Mas há um aspecto que merece saudação: as agressões de maridos, namorados ou outros familiares contra as mulheres começam a perder a tradicional aura de naturalidade e impunidade. O alto número de processos mostram que a lei “pegou” (ela é conhecida e apoiada por mais de 63% das pessoas) e que os brasileiros começam a se questionar sofre a normalidade do uso da violência das relações entre os dois sexos.
Mas a lei ainda enfrenta forte resistência, Muitos juristas apontam nela aspectos inconstitucionais – um deles por exemplo é o impedimento à mulher de, uma vez começado o processo, “retirar a queixa” – e houve mesmo um juiz, em Sete Lagoas (Minas Gerais), que, no texto de uma sentença, em 2007, considerou a lei “diabólica”. Em novembro de 2010 ele foi suspenso por isso, penalidade revertida por decisão do STF no começo deste ano.
Na sentença proferida em 2007 aquele juiz escreveu que “a desgraça humana começou no Éden, por causa da mulher”, refletindo o machismo dominante e persistente na sociedade brasileira. É contra a realidade preconceituosa refletida por uma frase como esta que o ministro da Justiça, José Eduardo Cardozo acusou o enraizamento na cultura social e política brasileira da “permissividade em relação à violência contra a mulher, fruto do preconceito e daquilo que chamamos machismo”.
Os dados que descrevem esta realidade são terríveis. Um levantamento feito em 2010 pelo Comitê Latino-Americano e do Caribe para a Defesa dos Direitos da Mulher (Cladem-Brasil), revelou que 72% das mulheres (três em cada quatro) votam vítimas de violência doméstica e os agressores são os maridos; mais da metade (58%) são agredidas diariamente.

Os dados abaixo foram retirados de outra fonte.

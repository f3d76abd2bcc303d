//! Stack configuration (`config.json`) and the directory layout every
//! command works against.

use serde::{Deserialize, Serialize};
use std::path::{Path, PathBuf};
use thiserror::Error;
use tracing::debug;

#[derive(Debug, Error)]
pub enum ConfigError {
    #[error("failed to read {path}: {source}")]
    Read {
        path: PathBuf,
        #[source]
        source: std::io::Error,
    },

    #[error("failed to write {path}: {source}")]
    Write {
        path: PathBuf,
        #[source]
        source: std::io::Error,
    },

    #[error("invalid JSON in {path}: {source}")]
    Parse {
        path: PathBuf,
        #[source]
        source: serde_json::Error,
    },

    #[error("failed to serialize configuration: {source}")]
    Serialize {
        #[source]
        source: serde_json::Error,
    },

    #[error("invalid configuration: {message}")]
    Validation { message: String },
}

/// How the stack obtains its TLS certificate. `None` means an external
/// reverse proxy terminates TLS and the bundled nginx is not configured.
#[derive(Debug, Clone, Copy, PartialEq, Eq, Serialize, Deserialize)]
#[serde(rename_all = "kebab-case")]
pub enum SslStrategy {
    SelfSigned,
    Letsencrypt,
    Manual,
    None,
}

impl std::fmt::Display for SslStrategy {
    fn fmt(&self, f: &mut std::fmt::Formatter<'_>) -> std::fmt::Result {
        let name = match self {
            SslStrategy::SelfSigned => "self-signed",
            SslStrategy::Letsencrypt => "letsencrypt",
            SslStrategy::Manual => "manual",
            SslStrategy::None => "none",
        };
        f.write_str(name)
    }
}

#[derive(Debug, Clone, Serialize, Deserialize)]
pub struct SslSettings {
    pub strategy: SslStrategy,
    pub cert_path: String,
    pub key_path: String,
    #[serde(default)]
    pub le_email: String,
}

/// A DataSHIELD Rock profile, added to the compose file as its own service.
#[derive(Debug, Clone, PartialEq, Eq, Serialize, Deserialize)]
pub struct RockProfile {
    pub name: String,
    pub image: String,
    pub tag: String,
}

#[derive(Debug, Clone, Serialize, Deserialize)]
pub struct StackConfig {
    pub stack_name: String,
    pub hosts: Vec<String>,
    pub opal_external_port: u16,
    pub opal_admin_password: String,
    pub profiles: Vec<RockProfile>,
    pub ssl: SslSettings,
}

impl Default for StackConfig {
    fn default() -> Self {
        Self {
            stack_name: "easy-opal".to_string(),
            hosts: vec!["localhost".to_string(), "127.0.0.1".to_string()],
            opal_external_port: 443,
            opal_admin_password: "password".to_string(),
            profiles: vec![RockProfile {
                name: "rock".to_string(),
                image: "datashield/rock-base".to_string(),
                tag: "latest".to_string(),
            }],
            ssl: SslSettings {
                strategy: SslStrategy::SelfSigned,
                cert_path: "data/nginx/certs/opal.crt".to_string(),
                key_path: "data/nginx/certs/opal.key".to_string(),
                le_email: String::new(),
            },
        }
    }
}

impl StackConfig {
    pub fn validate(&self) -> Result<(), ConfigError> {
        if self.hosts.is_empty() {
            return Err(ConfigError::Validation {
                message: "at least one hostname or IP is required".to_string(),
            });
        }
        if self.opal_external_port == 0 {
            return Err(ConfigError::Validation {
                message: "opal_external_port must be greater than 0".to_string(),
            });
        }
        for (i, profile) in self.profiles.iter().enumerate() {
            if self.profiles[..i].iter().any(|p| p.name == profile.name) {
                return Err(ConfigError::Validation {
                    message: format!("duplicate profile name '{}'", profile.name),
                });
            }
        }
        Ok(())
    }

    /// First configured host; used as the primary domain for Opal's proxy
    /// settings and for Let's Encrypt certificate paths.
    pub fn primary_host(&self) -> &str {
        self.hosts.first().map(String::as_str).unwrap_or("localhost")
    }
}

/// Resolves every file and directory the tool touches, relative to the
/// stack directory. Keeping the root injectable is what makes the managers
/// testable against a temporary directory.
#[derive(Debug, Clone)]
pub struct Workspace {
    root: PathBuf,
}

impl Workspace {
    pub fn new(root: impl Into<PathBuf>) -> Self {
        Self { root: root.into() }
    }

    pub fn root(&self) -> &Path {
        &self.root
    }

    pub fn config_file(&self) -> PathBuf {
        self.root.join("config.json")
    }

    pub fn compose_file(&self) -> PathBuf {
        self.root.join("docker-compose.yml")
    }

    pub fn backups_dir(&self) -> PathBuf {
        self.root.join("backups")
    }

    pub fn data_dir(&self) -> PathBuf {
        self.root.join("data")
    }

    pub fn mongo_data_dir(&self) -> PathBuf {
        self.data_dir().join("mongo")
    }

    pub fn certs_dir(&self) -> PathBuf {
        self.data_dir().join("nginx").join("certs")
    }

    pub fn nginx_conf_dir(&self) -> PathBuf {
        self.data_dir().join("nginx").join("conf")
    }

    pub fn nginx_conf_file(&self) -> PathBuf {
        self.nginx_conf_dir().join("nginx.conf")
    }

    pub fn html_dir(&self) -> PathBuf {
        self.data_dir().join("nginx").join("html")
    }

    pub fn letsencrypt_dir(&self) -> PathBuf {
        self.data_dir().join("letsencrypt")
    }

    /// Create the data and backup tree. Idempotent.
    pub fn ensure_directories(&self) -> Result<(), ConfigError> {
        for dir in [
            self.backups_dir(),
            self.mongo_data_dir(),
            self.certs_dir(),
            self.nginx_conf_dir(),
            self.html_dir(),
            self.letsencrypt_dir(),
        ] {
            std::fs::create_dir_all(&dir).map_err(|source| ConfigError::Write {
                path: dir.clone(),
                source,
            })?;
        }
        Ok(())
    }
}

/// Load `config.json`, writing and returning the defaults when it does not
/// exist yet.
pub fn load_config(workspace: &Workspace) -> Result<StackConfig, ConfigError> {
    let path = workspace.config_file();
    if !path.exists() {
        debug!("no config at {}, initializing defaults", path.display());
        let config = StackConfig::default();
        save_config(workspace, &config)?;
        return Ok(config);
    }

    let contents = std::fs::read_to_string(&path).map_err(|source| ConfigError::Read {
        path: path.clone(),
        source,
    })?;
    let config: StackConfig =
        serde_json::from_str(&contents).map_err(|source| ConfigError::Parse { path, source })?;
    config.validate()?;
    Ok(config)
}

/// Save the configuration as pretty-printed JSON.
pub fn save_config(workspace: &Workspace, config: &StackConfig) -> Result<(), ConfigError> {
    let path = workspace.config_file();
    let json = serde_json::to_string_pretty(config)
        .map_err(|source| ConfigError::Serialize { source })?;
    debug!("saving config to {}", path.display());
    std::fs::write(&path, json).map_err(|source| ConfigError::Write { path, source })
}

A Lei Maria da Penha é uma conquista civilizatória do povo brasileiro e mundialmente reconhecida como um instrumento adequado para combater a violência contra a mulher. Em seus quatro anos de vigência já teve resultados notáveis, mas é preciso avançar ainda mais. É inaceitável que três quartos da mulheres ainda sejam vítimas de violência doméstica, e que quase seis em cada dez sofrem diariamente. São milhões de mulheres agredidas, humilhadas e brutalizadas, impedidas de se desenvolverem como pessoas autônomas e livres. Embora sejam números consideráveis, 330.000 processos e 111.000 sentenças são uma gota d’água num oceano de iniquidades. É preciso fazer mais.